IAmi averaged 194 ± 49 pA at a holding potential of –60 mV. In 23 of these experiments,
IAmi values could be measured at –60 and –80 mV and were used to calculate the slope conductance between these two points. This amiloride-sensitive whole cell slope conductance averaged 3.0 ± 0.7 nS. The current and conductance values are well within the range of what has been reported for the rat (19) and mouse CCD (12) from animals maintained on a low-Na+ diet.
Trypsin can stimulate
IAmi in principal cells of microdissected distal tubules from mice maintained on a low-Na+ diet.
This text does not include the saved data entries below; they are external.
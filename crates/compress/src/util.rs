use crate::Compression;
use std::fmt::{Display, Formatter, Result as FmtResult};

impl Display for Compression {
    fn fmt(&self, f: &mut Formatter<'_>) -> FmtResult {
        write!(f, "{}", self.as_str())
    }
}

impl AsRef<str> for Compression {
    fn as_ref(&self) -> &'static str {
        self.as_str()
    }
}

impl Compression {
    /// Returns the file extension for this compression format.
    #[inline]
    #[must_use]
    pub fn extension(&self) -> &'static str {
        match self {
            Compression::None => "",
            Compression::Bzip2 => ".bz2",
            Compression::Gzip => ".gz",
        }
    }

    /// Returns the short name for configuration (for displaying to user)
    #[inline]
    #[must_use]
    pub fn as_str(&self) -> &'static str {
        match self {
            Compression::None => "none",
            Compression::Bzip2 => "bzip2",
            Compression::Gzip => "gzip",
        }
    }

    /// Verify that `bytes` start with the expected magic bytes for this format.
    ///
    /// Useful for cross-checking a format detected from a file extension
    /// against actual file contents.
    #[must_use]
    pub fn check_magic_bytes(&self, bytes: &[u8]) -> bool {
        *self == Self::from_magic_bytes(bytes)
    }
}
In Fig. 2, representative whole-cell current traces are shown in which gigaohm seals could be maintained long enough to perform several solution exchanges and to apply drugs while continuously monitoring whole-cell currents. The top trace represents a control experiment in which the bath solution was repeatedly alternated between a solution containing amiloride (10 µM) and a solution without amiloride. It can be seen that each washout of amiloride revealed an inward current component that was rapidly inhibited upon reapplication of amiloride. In control experiments, the magnitude of
IAmi gradually declined over time, which is a commonly observed phenomenon called channel rundown (56). Under our experimental conditions, we also have to consider the possibility that the protease inhibitors routinely present in the bath solution may contribute to this phenomenon. The middle trace in Fig. 2 shows an experiment in which trypsin (20 µg/ml) was added to the bath solution after two initial amiloride washout maneuvers under control conditions. Interestingly, after the tubule was exposed to trypsin,
IAmi increased about twofold compared with its initial value. In contrast, trypsin (20 µg/ml) applied in the presence of an excess of SBTI (200 µg/ml) failed to have a stimulatory effect on
IAmi (bottom trace of Fig. 2). This indicates that the stimulatory effect of trypsin on
IAmi requires the proteolytic activity of trypsin and is not an artifact of the bath solution exchange.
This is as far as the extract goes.